(Collected data)
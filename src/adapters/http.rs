//! Decision system reached over HTTP.
//!
//! POSTs the request as JSON and classifies the reply:
//! - 2xx: success (body parsed as a response)
//! - 429: rate limited, honouring a `Retry-After` header in seconds
//! - 5xx, timeouts, connection errors: transient
//! - any other status: fatal

use std::collections::BTreeMap;
use std::time::Duration;

use async_trait::async_trait;
use reqwest::header::RETRY_AFTER;
use reqwest::StatusCode;
use tracing::debug;

use super::{parse_response, DecisionSystem};
use crate::domain::{DecisionError, DecisionRequest, DecisionResponse};

pub struct HttpDecision {
    url: String,
    headers: BTreeMap<String, String>,
    client: reqwest::Client,
}

impl HttpDecision {
    pub fn new(url: impl Into<String>, timeout: Duration) -> anyhow::Result<Self> {
        let client = reqwest::Client::builder().timeout(timeout).build()?;
        Ok(Self {
            url: url.into(),
            headers: BTreeMap::new(),
            client,
        })
    }

    /// Use a preconfigured client (proxy, TLS and timeout settings)
    pub fn with_client(url: impl Into<String>, client: reqwest::Client) -> Self {
        Self {
            url: url.into(),
            headers: BTreeMap::new(),
            client,
        }
    }

    /// Extra headers sent with every request (e.g. authorization)
    pub fn with_headers(mut self, headers: BTreeMap<String, String>) -> Self {
        self.headers = headers;
        self
    }
}

/// Map a non-success status to a classified error
fn classify_status(status: StatusCode, retry_after: Option<Duration>, body: &str) -> DecisionError {
    let message = format!("HTTP {}: {}", status, body.trim());
    if status == StatusCode::TOO_MANY_REQUESTS {
        DecisionError::rate_limited(message, retry_after)
    } else if status.is_server_error() {
        DecisionError::transient(message)
    } else {
        DecisionError::fatal(message)
    }
}

fn parse_retry_after(value: Option<&str>) -> Option<Duration> {
    value
        .and_then(|v| v.trim().parse::<u64>().ok())
        .map(Duration::from_secs)
}

#[async_trait]
impl DecisionSystem for HttpDecision {
    fn name(&self) -> &str {
        "http"
    }

    async fn send(&self, request: &DecisionRequest) -> Result<DecisionResponse, DecisionError> {
        let mut builder = self.client.post(&self.url).json(request);
        for (name, value) in &self.headers {
            builder = builder.header(name.as_str(), value.as_str());
        }

        let response = builder.send().await.map_err(|e| {
            if e.is_builder() {
                DecisionError::fatal(format!("Invalid request to {}: {}", self.url, e))
            } else {
                DecisionError::transient(format!("Request to {} failed: {}", self.url, e))
            }
        })?;

        let status = response.status();
        if !status.is_success() {
            let retry_after = parse_retry_after(
                response
                    .headers()
                    .get(RETRY_AFTER)
                    .and_then(|v| v.to_str().ok()),
            );
            let body = response.text().await.unwrap_or_default();
            return Err(classify_status(status, retry_after, &body));
        }

        let value = response.json::<serde_json::Value>().await.map_err(|e| {
            DecisionError::fatal(format!("Invalid JSON from {}: {}", self.url, e))
        })?;

        debug!(url = %self.url, row = %request.row_key, "HTTP decision returned");
        Ok(parse_response(value))
    }
}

*What is needed*
Write all the entries again precisely as they were given.

*Exercise solution*
filename src/adapters/http.rs
//! Decision system reached over HTTP.
//!
//! POSTs the request as JSON and classifies the reply:
//! - 2xx: success (body parsed as a response)
//! - 429: rate limited, honouring a `Retry-After` header in seconds
//! - 5xx, timeouts, connection errors: transient
//! - any other status: fatal

use std::collections::BTreeMap;
use std::time::Duration;

use async_trait::async_trait;
use reqwest::header::RETRY_AFTER;
use reqwest::StatusCode;
use tracing::debug;

use super::{parse_response, DecisionSystem};
use crate::domain::{DecisionError, DecisionRequest, DecisionResponse};

pub struct HttpDecision {
    url: String,
    headers: BTreeMap<String, String>,
    client: reqwest::Client,
}

impl HttpDecision {
    pub fn new(url: impl Into<String>, timeout: Duration) -> anyhow::Result<Self> {
        let client = reqwest::Client::builder().timeout(timeout).build()?;
        Ok(Self {
            url: url.into(),
            headers: BTreeMap::new(),
            client,
        })
    }

    /// Use a preconfigured client (proxy, TLS and timeout settings)
    pub fn with_client(url: impl Into<String>, client: reqwest::Client) -> Self {
        Self {
            url: url.into(),
            headers: BTreeMap::new(),
            client,
        }
    }

    /// Extra headers sent with every request (e.g. authorization)
    pub fn with_headers(mut self, headers: BTreeMap<String, String>) -> Self {
        self.headers = headers;
        self
    }
}

/// Map a non-success status to a classified error
fn classify_status(status: StatusCode, retry_after: Option<Duration>, body: &str) -> DecisionError {
    let message = format!("HTTP {}: {}", status, body.trim());
    if status == StatusCode::TOO_MANY_REQUESTS {
        DecisionError::rate_limited(message, retry_after)
    } else if status.is_server_error() {
        DecisionError::transient(message)
    } else {
        DecisionError::fatal(message)
    }
}

fn parse_retry_after(value: Option<&str>) -> Option<Duration> {
    value
        .and_then(|v| v.trim().parse::<u64>().ok())
        .map(Duration::from_secs)
}

#[async_trait]
impl DecisionSystem for HttpDecision {
    fn name(&self) -> &str {
        "http"
    }

    async fn send(&self, request: &DecisionRequest) -> Result<DecisionResponse, DecisionError> {
        let mut builder = self.client.post(&self.url).json(request);
        for (name, value) in &self.headers {
            builder = builder.header(name.as_str(), value.as_str());
        }

        let response = builder.send().await.map_err(|e| {
            if e.is_builder() {
                DecisionError::fatal(format!("Invalid request to {}: {}", self.url, e))
            } else {
                DecisionError::transient(format!("Request to {} failed: {}", self.url, e))
            }
        })?;

        let status = response.status();
        if !status.is_success() {
            let retry_after = parse_retry_after(
                response
                    .headers()
                    .get(RETRY_AFTER)
                    .and_then(|v| v.to_str().ok()),
            );
            let body = response.text().await.unwrap_or_default();
            return Err(classify_status(status, retry_after, &body));
        }

        let value = response.json::<serde_json::Value>().await.map_err(|e| {
            DecisionError::fatal(format!("Invalid JSON from {}: {}", self.url, e))
        })?;

        debug!(url = %self.url, row = %request.row_key, "HTTP decision returned");
        Ok(parse_response(value))
    }
}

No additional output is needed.